What this task involves:
Whenever the word "mars" turns up in a line of the data below, copy that line.

Task input:
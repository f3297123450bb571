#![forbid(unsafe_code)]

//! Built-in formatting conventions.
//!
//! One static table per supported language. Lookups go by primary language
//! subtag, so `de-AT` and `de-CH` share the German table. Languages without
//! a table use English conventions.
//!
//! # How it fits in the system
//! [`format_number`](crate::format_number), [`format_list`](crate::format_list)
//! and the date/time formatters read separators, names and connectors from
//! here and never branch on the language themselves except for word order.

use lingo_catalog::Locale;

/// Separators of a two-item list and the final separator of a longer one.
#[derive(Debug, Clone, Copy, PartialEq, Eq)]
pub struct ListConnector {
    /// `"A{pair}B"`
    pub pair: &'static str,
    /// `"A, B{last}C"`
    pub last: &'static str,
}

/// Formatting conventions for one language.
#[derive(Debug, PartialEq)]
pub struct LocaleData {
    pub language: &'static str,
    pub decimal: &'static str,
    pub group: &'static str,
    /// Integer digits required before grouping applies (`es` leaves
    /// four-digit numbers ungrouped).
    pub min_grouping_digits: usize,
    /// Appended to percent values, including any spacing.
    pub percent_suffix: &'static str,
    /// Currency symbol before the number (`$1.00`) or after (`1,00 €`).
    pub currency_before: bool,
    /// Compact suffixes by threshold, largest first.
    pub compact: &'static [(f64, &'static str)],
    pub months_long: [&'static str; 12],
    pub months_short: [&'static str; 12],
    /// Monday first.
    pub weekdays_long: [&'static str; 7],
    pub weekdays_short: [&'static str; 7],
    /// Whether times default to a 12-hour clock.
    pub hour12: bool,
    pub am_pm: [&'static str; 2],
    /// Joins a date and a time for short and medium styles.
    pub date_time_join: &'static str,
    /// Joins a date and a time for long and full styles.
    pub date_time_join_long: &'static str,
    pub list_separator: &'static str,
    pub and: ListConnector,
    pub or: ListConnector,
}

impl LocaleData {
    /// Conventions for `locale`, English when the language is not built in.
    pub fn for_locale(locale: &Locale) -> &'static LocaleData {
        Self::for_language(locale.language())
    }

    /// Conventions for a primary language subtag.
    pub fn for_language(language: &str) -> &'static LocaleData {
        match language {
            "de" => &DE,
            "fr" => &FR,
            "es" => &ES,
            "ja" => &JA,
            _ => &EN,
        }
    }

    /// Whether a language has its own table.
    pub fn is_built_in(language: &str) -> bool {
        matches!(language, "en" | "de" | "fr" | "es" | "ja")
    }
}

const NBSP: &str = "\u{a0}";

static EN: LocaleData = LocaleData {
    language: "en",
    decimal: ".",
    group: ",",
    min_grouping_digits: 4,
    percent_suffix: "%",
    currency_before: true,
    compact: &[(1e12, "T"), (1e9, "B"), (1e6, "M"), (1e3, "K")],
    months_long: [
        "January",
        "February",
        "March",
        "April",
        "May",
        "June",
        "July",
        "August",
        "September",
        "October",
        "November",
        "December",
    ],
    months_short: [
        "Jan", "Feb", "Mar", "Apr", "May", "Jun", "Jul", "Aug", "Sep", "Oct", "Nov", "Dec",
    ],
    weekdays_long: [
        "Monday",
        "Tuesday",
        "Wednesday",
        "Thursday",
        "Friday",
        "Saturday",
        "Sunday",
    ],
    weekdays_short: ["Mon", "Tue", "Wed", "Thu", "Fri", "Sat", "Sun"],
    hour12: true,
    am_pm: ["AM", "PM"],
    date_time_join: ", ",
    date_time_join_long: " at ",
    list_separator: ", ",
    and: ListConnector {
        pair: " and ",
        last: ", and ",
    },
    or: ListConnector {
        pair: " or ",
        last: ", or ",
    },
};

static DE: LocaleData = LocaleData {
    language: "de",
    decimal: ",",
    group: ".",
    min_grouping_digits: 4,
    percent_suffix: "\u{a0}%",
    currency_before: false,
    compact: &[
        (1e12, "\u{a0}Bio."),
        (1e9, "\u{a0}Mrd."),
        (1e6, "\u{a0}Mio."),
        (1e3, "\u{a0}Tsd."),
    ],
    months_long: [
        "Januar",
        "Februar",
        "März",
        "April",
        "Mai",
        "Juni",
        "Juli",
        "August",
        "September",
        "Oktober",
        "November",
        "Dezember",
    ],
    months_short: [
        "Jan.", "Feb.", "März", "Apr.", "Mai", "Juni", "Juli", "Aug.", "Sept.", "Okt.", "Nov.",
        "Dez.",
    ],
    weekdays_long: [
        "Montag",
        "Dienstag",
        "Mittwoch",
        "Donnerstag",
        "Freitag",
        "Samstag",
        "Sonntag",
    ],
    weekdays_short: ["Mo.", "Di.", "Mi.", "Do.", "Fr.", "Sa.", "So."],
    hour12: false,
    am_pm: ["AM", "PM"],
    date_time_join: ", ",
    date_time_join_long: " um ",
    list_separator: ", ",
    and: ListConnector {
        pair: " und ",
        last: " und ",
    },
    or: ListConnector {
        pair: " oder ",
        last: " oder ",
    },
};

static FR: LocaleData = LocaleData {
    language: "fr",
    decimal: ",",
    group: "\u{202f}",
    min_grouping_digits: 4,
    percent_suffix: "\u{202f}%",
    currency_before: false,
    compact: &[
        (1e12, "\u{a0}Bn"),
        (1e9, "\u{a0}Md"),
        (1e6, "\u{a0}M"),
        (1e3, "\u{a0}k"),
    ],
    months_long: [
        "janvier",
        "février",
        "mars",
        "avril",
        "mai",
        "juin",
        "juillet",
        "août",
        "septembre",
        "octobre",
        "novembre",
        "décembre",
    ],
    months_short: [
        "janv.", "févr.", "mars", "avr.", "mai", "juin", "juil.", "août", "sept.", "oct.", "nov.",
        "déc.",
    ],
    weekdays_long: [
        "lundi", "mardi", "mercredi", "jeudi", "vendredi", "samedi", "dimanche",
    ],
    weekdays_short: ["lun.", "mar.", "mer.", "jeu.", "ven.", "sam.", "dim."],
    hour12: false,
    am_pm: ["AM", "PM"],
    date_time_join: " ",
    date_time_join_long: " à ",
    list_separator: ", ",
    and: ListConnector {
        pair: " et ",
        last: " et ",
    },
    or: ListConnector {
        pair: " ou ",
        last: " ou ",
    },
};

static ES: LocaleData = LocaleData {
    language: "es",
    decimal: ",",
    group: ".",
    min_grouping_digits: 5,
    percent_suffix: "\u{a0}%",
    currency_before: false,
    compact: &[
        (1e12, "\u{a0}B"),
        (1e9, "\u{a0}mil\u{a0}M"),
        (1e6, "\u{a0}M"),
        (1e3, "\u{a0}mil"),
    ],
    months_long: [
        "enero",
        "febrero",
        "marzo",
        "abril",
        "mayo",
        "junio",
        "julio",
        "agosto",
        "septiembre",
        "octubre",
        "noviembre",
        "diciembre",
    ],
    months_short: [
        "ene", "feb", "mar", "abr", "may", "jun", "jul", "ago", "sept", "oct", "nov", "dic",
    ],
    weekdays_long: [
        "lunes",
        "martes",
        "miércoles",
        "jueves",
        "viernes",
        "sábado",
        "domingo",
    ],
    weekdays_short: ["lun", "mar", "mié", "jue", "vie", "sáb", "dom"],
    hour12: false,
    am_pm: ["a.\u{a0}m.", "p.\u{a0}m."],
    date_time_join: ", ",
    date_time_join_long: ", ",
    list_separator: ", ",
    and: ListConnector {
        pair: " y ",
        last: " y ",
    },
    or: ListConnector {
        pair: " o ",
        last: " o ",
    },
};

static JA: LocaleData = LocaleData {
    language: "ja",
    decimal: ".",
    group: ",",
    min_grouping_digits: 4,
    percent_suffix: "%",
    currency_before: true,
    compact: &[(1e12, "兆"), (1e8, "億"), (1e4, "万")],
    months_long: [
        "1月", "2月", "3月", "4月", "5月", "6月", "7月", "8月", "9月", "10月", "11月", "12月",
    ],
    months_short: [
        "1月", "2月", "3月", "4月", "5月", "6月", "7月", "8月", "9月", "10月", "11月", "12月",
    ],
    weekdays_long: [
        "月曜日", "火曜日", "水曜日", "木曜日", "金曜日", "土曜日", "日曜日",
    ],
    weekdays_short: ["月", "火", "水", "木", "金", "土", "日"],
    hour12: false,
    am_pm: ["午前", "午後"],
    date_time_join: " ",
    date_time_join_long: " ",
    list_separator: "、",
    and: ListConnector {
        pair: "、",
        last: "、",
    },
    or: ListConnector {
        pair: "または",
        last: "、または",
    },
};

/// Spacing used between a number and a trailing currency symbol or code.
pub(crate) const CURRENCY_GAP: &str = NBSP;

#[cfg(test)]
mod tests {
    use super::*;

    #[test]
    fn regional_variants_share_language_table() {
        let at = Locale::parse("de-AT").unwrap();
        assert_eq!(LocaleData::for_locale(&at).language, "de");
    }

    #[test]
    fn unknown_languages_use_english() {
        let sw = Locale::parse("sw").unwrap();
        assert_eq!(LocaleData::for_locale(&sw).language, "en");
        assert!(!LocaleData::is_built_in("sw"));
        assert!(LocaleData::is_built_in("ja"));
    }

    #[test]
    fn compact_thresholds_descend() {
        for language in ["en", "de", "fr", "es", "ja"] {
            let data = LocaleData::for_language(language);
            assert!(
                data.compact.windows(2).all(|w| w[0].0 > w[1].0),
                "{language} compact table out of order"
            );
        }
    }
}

Answer to this task:
        "mars",
        "janv.", "févr.", "mars", "avr.", "mai", "juin", "juil.", "août", "sept.", "oct.", "nov.",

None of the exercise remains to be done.